[Stored data entries]
===

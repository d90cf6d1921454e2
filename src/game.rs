use bevy::prelude::*;

pub mod types;
pub mod math;
pub mod config;
pub mod terrain;
pub mod spatial_index;
pub mod scent;
pub mod behavior;
pub mod congestion;
pub mod train;
pub mod simulation;
pub mod scenario;
pub mod profiling;

use config::ConfigPlugin;
use simulation::SimulationPlugin;

/// Configuration loading plus the fixed-step simulation. Rendering, input
/// and level generation live in the embedding app.
pub struct GamePlugin;

impl Plugin for GamePlugin {
    fn build(&self, app: &mut App) {
        app.add_plugins((
            ConfigPlugin,
            SimulationPlugin,
        ));
    }
}
use bevy::prelude::*;
use rand::rngs::StdRng;
use rand::Rng;
use std::f32::consts::TAU;

use super::{chase, wander, Body, Steer, SteerContext, WanderState};
use crate::game::math::heading;

/// Steering state of a convoy head. The target is written by the train
/// pre-pass each tick; the head itself only pursues or wanders.
#[derive(Clone, Debug, PartialEq)]
pub struct TrainHeadState {
    pub target: Option<Vec2>,
    pub target_radius: f32,
    pub repel_left: u32,
    pub repel_dir: Vec2,
    pub wander: WanderState,
}

impl TrainHeadState {
    pub fn new(wander: WanderState) -> Self {
        Self {
            target: None,
            target_radius: 0.0,
            repel_left: 0,
            repel_dir: Vec2::ZERO,
            wander,
        }
    }

    pub fn steer(&mut self, body: &Body, ctx: &SteerContext, rng: &mut StdRng) -> Steer {
        let tuning = &ctx.config.train;
        if self.repel_left > 0 {
            self.repel_left -= 1;
            return Steer::moving(self.repel_dir * body.speed * tuning.repel_strength);
        }

        let Some(target) = self.target else {
            return Steer::moving(wander::wander(&mut self.wander, body, ctx.terrain, ctx.now_ms, rng));
        };

        let contact = body.radius + self.target_radius;
        if body.pos.distance_squared(target) <= contact * contact {
            let away = (body.pos - target).normalize_or_zero();
            self.repel_dir = if away == Vec2::ZERO {
                heading(rng.random_range(0.0..TAU))
            } else {
                away
            };
            self.repel_left = tuning.repel_ticks.saturating_sub(1);
            return Steer::moving(self.repel_dir * body.speed * tuning.repel_strength);
        }

        Steer::moving(chase::direct(body, target))
    }
}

===

Directions –
The response must restate every entry word for word.

Response to this task –
repository d90cf6d1921454e2
filename src/game.rs
use bevy::prelude::*;

pub mod types;
pub mod math;
pub mod config;
pub mod terrain;
pub mod spatial_index;
pub mod scent;
pub mod behavior;
pub mod congestion;
pub mod train;
pub mod simulation;
pub mod scenario;
pub mod profiling;

use config::ConfigPlugin;
use simulation::SimulationPlugin;

/// Configuration loading plus the fixed-step simulation. Rendering, input
/// and level generation live in the embedding app.
pub struct GamePlugin;

impl Plugin for GamePlugin {
    fn build(&self, app: &mut App) {
        app.add_plugins((
            ConfigPlugin,
            SimulationPlugin,
        ));
    }
}
use bevy::prelude::*;
use rand::rngs::StdRng;
use rand::Rng;
use std::f32::consts::TAU;

use super::{chase, wander, Body, Steer, SteerContext, WanderState};
use crate::game::math::heading;

/// Steering state of a convoy head. The target is written by the train
/// pre-pass each tick; the head itself only pursues or wanders.
#[derive(Clone, Debug, PartialEq)]
pub struct TrainHeadState {
    pub target: Option<Vec2>,
    pub target_radius: f32,
    pub repel_left: u32,
    pub repel_dir: Vec2,
    pub wander: WanderState,
}

impl TrainHeadState {
    pub fn new(wander: WanderState) -> Self {
        Self {
            target: None,
            target_radius: 0.0,
            repel_left: 0,
            repel_dir: Vec2::ZERO,
            wander,
        }
    }

    pub fn steer(&mut self, body: &Body, ctx: &SteerContext, rng: &mut StdRng) -> Steer {
        let tuning = &ctx.config.train;
        if self.repel_left > 0 {
            self.repel_left -= 1;
            return Steer::moving(self.repel_dir * body.speed * tuning.repel_strength);
        }

        let Some(target) = self.target else {
            return Steer::moving(wander::wander(&mut self.wander, body, ctx.terrain, ctx.now_ms, rng));
        };

        let contact = body.radius + self.target_radius;
        if body.pos.distance_squared(target) <= contact * contact {
            let away = (body.pos - target).normalize_or_zero();
            self.repel_dir = if away == Vec2::ZERO {
                heading(rng.random_range(0.0..TAU))
            } else {
                away
            };
            self.repel_left = tuning.repel_ticks.saturating_sub(1);
            return Steer::moving(self.repel_dir * body.speed * tuning.repel_strength);
        }

        Steer::moving(chase::direct(body, target))
    }
}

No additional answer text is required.